夢の自覚度が低ければ、痛覚が生じる。目にした"行為"から、自分がその場で想像する範囲で"記憶の再現"をするんだ。
例えば夢で、指をナイフで切られたら。ナイフで切られたら痛いだろうという主観が強く働き、実際どんな痛みだろうという、想像内での記憶の再現が起きる。数ある痛みの種類の中から、自らが痛みを状況に合わせて選ぶ。
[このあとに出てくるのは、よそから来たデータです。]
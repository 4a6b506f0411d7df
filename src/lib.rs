//! # Roster TUI
//!
//! A terminal screen for managing the users of a REST user collection.
//!
//! ## Features
//! - List users with loading and error feedback
//! - Add, edit and delete users through modal dialogs
//! - Toast notifications for every action
//! - Keyboard and mouse (backdrop click closes dialogs)
//!
//! ## Architecture
//! Actor-based with channels:
//! - UI Layer (Ratatui) - synchronous
//! - App Layer (State machine over an action/reducer store)
//! - Network Layer (Tokio runtime)

pub mod app;
pub mod config;
pub mod constants;
pub mod form;
pub mod messages;
pub mod models;
pub mod network;
pub mod notify;
pub mod store;
pub mod ui;

// Re-export commonly used types
pub use models::{Gender, User, UserDraft, UserId};
pub use store::{reduce, Action, Store, UsersState};
pub use messages::{UiEvent, NetworkCommand, NetworkResponse, RenderState};
pub use app::{AppState, AppActor};
pub use network::{HttpUserApi, NetworkActor, UserApi};
pub use config::{Cli, Config};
所詮は想像。痛みの程度は実際よりもたかがしれているし、反応も鈍いだろう。その違和感で、これは夢だと自覚出来る奴がいるらしいがな」
「ふうん…?」
「明晰夢においては、どんな死に目に遭っても、決して死ぬことはないし、どんなに残虐に体が削ぎ落とされようと、実際はありえないという防御本能が正常に働くから、何度でも失った部分は再生される。
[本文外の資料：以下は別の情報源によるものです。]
//! App actor - message loop processing UI events and network responses

use std::time::Duration;

use chrono::Utc;
use tokio::sync::mpsc;

use crate::app::state::AppState;
use crate::messages::{NetworkCommand, NetworkResponse, RenderState, UiEvent};

/// How often expired toasts are swept
const TICK_INTERVAL: Duration = Duration::from_millis(250);

/// App actor that processes UI events and network responses
pub struct AppActor {
    state: AppState,
    network_tx: mpsc::UnboundedSender<NetworkCommand>,
    render_tx: mpsc::UnboundedSender<RenderState>,
}

impl AppActor {
    pub fn new(
        state: AppState,
        network_tx: mpsc::UnboundedSender<NetworkCommand>,
        render_tx: mpsc::UnboundedSender<RenderState>,
    ) -> Self {
        AppActor {
            state,
            network_tx,
            render_tx,
        }
    }

    /// Run the actor message loop
    pub async fn run(
        mut self,
        mut ui_rx: mpsc::UnboundedReceiver<UiEvent>,
        mut net_rx: mpsc::UnboundedReceiver<NetworkResponse>,
    ) {
        if let Some(cmd) = self.state.mount() {
            self.send(cmd);
        }
        self.publish();

        let mut ticker = tokio::time::interval(TICK_INTERVAL);
        ticker.set_missed_tick_behavior(tokio::time::MissedTickBehavior::Skip);

        loop {
            tokio::select! {
                event = ui_rx.recv() => {
                    let Some(event) = event else {
                        // UI loop is gone
                        self.send(NetworkCommand::Shutdown);
                        break;
                    };
                    if self.handle_ui_event(event) {
                        // Quit signal received
                        self.send(NetworkCommand::Shutdown);
                        break;
                    }
                    self.publish();
                }
                Some(response) = net_rx.recv() => {
                    self.state.handle_response(response);
                    self.publish();
                }
                _ = ticker.tick() => {
                    if self.state.tick(Utc::now()) {
                        self.publish();
                    }
                }
            }
        }
    }

    fn send(&self, cmd: NetworkCommand) {
        if self.network_tx.send(cmd).is_err() {
            tracing::warn!("Network actor is gone, command dropped");
        }
    }

    fn publish(&self) {
        let _ = self.render_tx.send(self.state.to_render_state());
    }

    /// Handle a UI event, returns true if quit was requested
    fn handle_ui_event(&mut self, event: UiEvent) -> bool {
        match event {
            // List
            UiEvent::SelectNext => self.state.select_next(),
            UiEvent::SelectPrev => self.state.select_prev(),
            UiEvent::Select(index) => self.state.select(index),

            // Dialogs
            UiEvent::OpenAdd => self.state.open_add(),
            UiEvent::OpenEdit => self.state.open_edit(),
            UiEvent::OpenDelete => self.state.open_delete(),
            UiEvent::OpenEditAt(index) => {
                self.state.select(index);
                self.state.open_edit();
            }
            UiEvent::OpenDeleteAt(index) => {
                self.state.select(index);
                self.state.open_delete();
            }
            UiEvent::CloseModal => self.state.close_modal(),

            // Form
            UiEvent::NextField => self.state.next_field(),
            UiEvent::PrevField => self.state.prev_field(),
            UiEvent::FormInput(input) => self.state.edit_form(input),

            UiEvent::Submit => {
                if let Some(cmd) = self.state.submit() {
                    self.send(cmd);
                }
            }

            // System
            UiEvent::Quit => return true,
        }

        false
    }
}

#[cfg(test)]
mod tests {
    use super::*;
    use crate::form::{FormField, FormInput};
    use crate::models::{Gender, User, UserId};
    use crate::notify::ToastLevel;

    fn ann() -> User {
        User {
            id: UserId::from(1),
            name: "Ann".into(),
            surname: "Lee".into(),
            avatar_url: "x.png".into(),
            age: "30".into(),
            gender: Some(Gender::Female),
        }
    }

    struct Harness {
        ui_tx: mpsc::UnboundedSender<UiEvent>,
        net_resp_tx: mpsc::UnboundedSender<NetworkResponse>,
        net_cmd_rx: mpsc::UnboundedReceiver<NetworkCommand>,
        render_rx: mpsc::UnboundedReceiver<RenderState>,
        handle: tokio::task::JoinHandle<()>,
    }

    fn spawn_actor() -> Harness {
        let (ui_tx, ui_rx) = mpsc::unbounded_channel();
        let (net_cmd_tx, net_cmd_rx) = mpsc::unbounded_channel();
        let (net_resp_tx, net_resp_rx) = mpsc::unbounded_channel();
        let (render_tx, render_rx) = mpsc::unbounded_channel();

        let actor = AppActor::new(
            AppState::new(chrono::Duration::seconds(5)),
            net_cmd_tx,
            render_tx,
        );
        let handle = tokio::spawn(actor.run(ui_rx, net_resp_rx));
        Harness {
            ui_tx,
            net_resp_tx,
            net_cmd_rx,
            render_rx,
            handle,
        }
    }

    impl Harness {
        /// Wait for the render state that follows the next processed message
        async fn next_render(&mut self) -> RenderState {
            self.render_rx.recv().await.expect("render state")
        }
    }

    #[tokio::test]
    async fn test_mount_lists_users_and_renders_result() {
        let mut h = spawn_actor();

        let cmd = h.net_cmd_rx.recv().await.unwrap();
        let id = match cmd {
            NetworkCommand::ListUsers { id } => id,
            other => panic!("expected list, got {:?}", other),
        };
        let initial = h.next_render().await;
        assert!(initial.loading);

        h.net_resp_tx
            .send(NetworkResponse::UsersListed { id, users: vec![ann()] })
            .unwrap();
        let state = h.next_render().await;
        assert!(!state.loading);
        assert_eq!(state.users, vec![ann()]);
        assert_eq!(state.error, None);

        h.ui_tx.send(UiEvent::Quit).unwrap();
        h.handle.await.unwrap();
        assert!(matches!(h.net_cmd_rx.recv().await, Some(NetworkCommand::Shutdown)));
    }

    #[tokio::test]
    async fn test_row_delete_button_targets_that_row() {
        let mut h = spawn_actor();
        let id = match h.net_cmd_rx.recv().await.unwrap() {
            NetworkCommand::ListUsers { id } => id,
            other => panic!("expected list, got {:?}", other),
        };
        let _ = h.next_render().await;

        let mut bo = ann();
        bo.id = UserId::from(2);
        bo.name = "Bo".into();
        h.net_resp_tx
            .send(NetworkResponse::UsersListed {
                id,
                users: vec![ann(), bo],
            })
            .unwrap();
        let _ = h.next_render().await;

        h.ui_tx.send(UiEvent::OpenDeleteAt(1)).unwrap();
        let state = h.next_render().await;
        assert_eq!(state.selected, 1);
        assert_eq!(
            state.modal,
            Some(crate::app::ModalView::ConfirmDelete { id: UserId::from(2) })
        );

        h.ui_tx.send(UiEvent::Submit).unwrap();
        match h.net_cmd_rx.recv().await.unwrap() {
            NetworkCommand::DeleteUser { user_id, .. } => assert_eq!(user_id, UserId::from(2)),
            other => panic!("expected delete, got {:?}", other),
        }

        h.ui_tx.send(UiEvent::Quit).unwrap();
        h.handle.await.unwrap();
    }

    #[tokio::test]
    async fn test_add_flow_sends_create() {
        let mut h = spawn_actor();
        let _ = h.net_cmd_rx.recv().await;
        let _ = h.next_render().await;

        h.ui_tx.send(UiEvent::OpenAdd).unwrap();
        for field in FormField::ALL {
            let input = match field {
                FormField::Gender => FormInput::NextOption,
                FormField::Age => FormInput::Char('4'),
                _ => FormInput::Char('x'),
            };
            h.ui_tx.send(UiEvent::FormInput(input)).unwrap();
            h.ui_tx.send(UiEvent::NextField).unwrap();
        }
        h.ui_tx.send(UiEvent::Submit).unwrap();

        match h.net_cmd_rx.recv().await.unwrap() {
            NetworkCommand::CreateUser { draft, .. } => {
                assert_eq!(draft.name, "x");
                assert_eq!(draft.age, "4");
                assert_eq!(draft.gender, Some(Gender::Male));
            }
            other => panic!("expected create, got {:?}", other),
        }

        // Drain renders until the submit has been applied
        let mut last = h.next_render().await;
        while last.modal.is_some() || last.toasts.is_empty() {
            last = h.next_render().await;
        }
        assert_eq!(last.toasts[0].level, ToastLevel::Success);

        h.ui_tx.send(UiEvent::Quit).unwrap();
        h.handle.await.unwrap();
    }
}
そんな惨い夢を見ていたら、夢を制御する力がなければ、BAD ENDのショックで本人が起きない限り、その悪夢は延々と流れ続け…無限回廊的に続くだろうがな。さすがに俺は、そこまでの悪循環な夢は見たことがないけれど」
そう苦笑した時、翠が真面目な顔をして俺に聞いてくる。
「紫堂櫂って…悪夢はあまり見ないの?」
「悪夢? ああ…悪夢より酷い現実を体感して来れば、何が悪夢か判らなくなるものだ。悪夢を見ても、悪夢だと認識出来なくなっているな、今では…」
俺にとっての悪夢は――
――芹霞ちゃあああん!!!
――芹霞ああああああ!!!
芹霞を失う現実だ。
今も、昔も。
俺は無理矢理笑いを作って、話を続ける。
「明晰夢において、これは夢だ、本当の自分は寝ているという主観を持てるということは、逆に夢を自分の力で制御することが可能だ。
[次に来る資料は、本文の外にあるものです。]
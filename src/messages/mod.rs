//! Message types for inter-layer communication in the actor-based architecture.
//!
//! This module defines all messages that flow between the UI, App, and Network layers.

pub mod ui_events;
pub mod network;
pub mod render;

pub use ui_events::UiEvent;
pub use network::{NetworkCommand, NetworkResponse, Operation};
pub use render::RenderState;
夢だから死なない、夢だから傷つかない、夢だから何でも出来る…それは無敵な自分中心の世界だ。そして夢は潜在能力の宝庫。それを、自らの意志で引き出せる空間にもなりえる」
「じゃあさ…自分の夢だけではなく、他人の夢にまで"夢だ"と判って潜り込める紫茉は、結構凄い奴?」
「ああ…かなり凄い奴だと思うぞ? 彼女は自らの意志で夢を操れるし、その実体を見れる数少ない奴だ。現実世界では彼女は力は持たないかもしれないが、夢は彼女の独壇場となりえる」
「……俺も…そういうの、欲しいな。これなら負けないぞっていう…」
翠の瞳には、力が宿り始めている。
力の渇望。
それは、必ずプラスになるはずだから。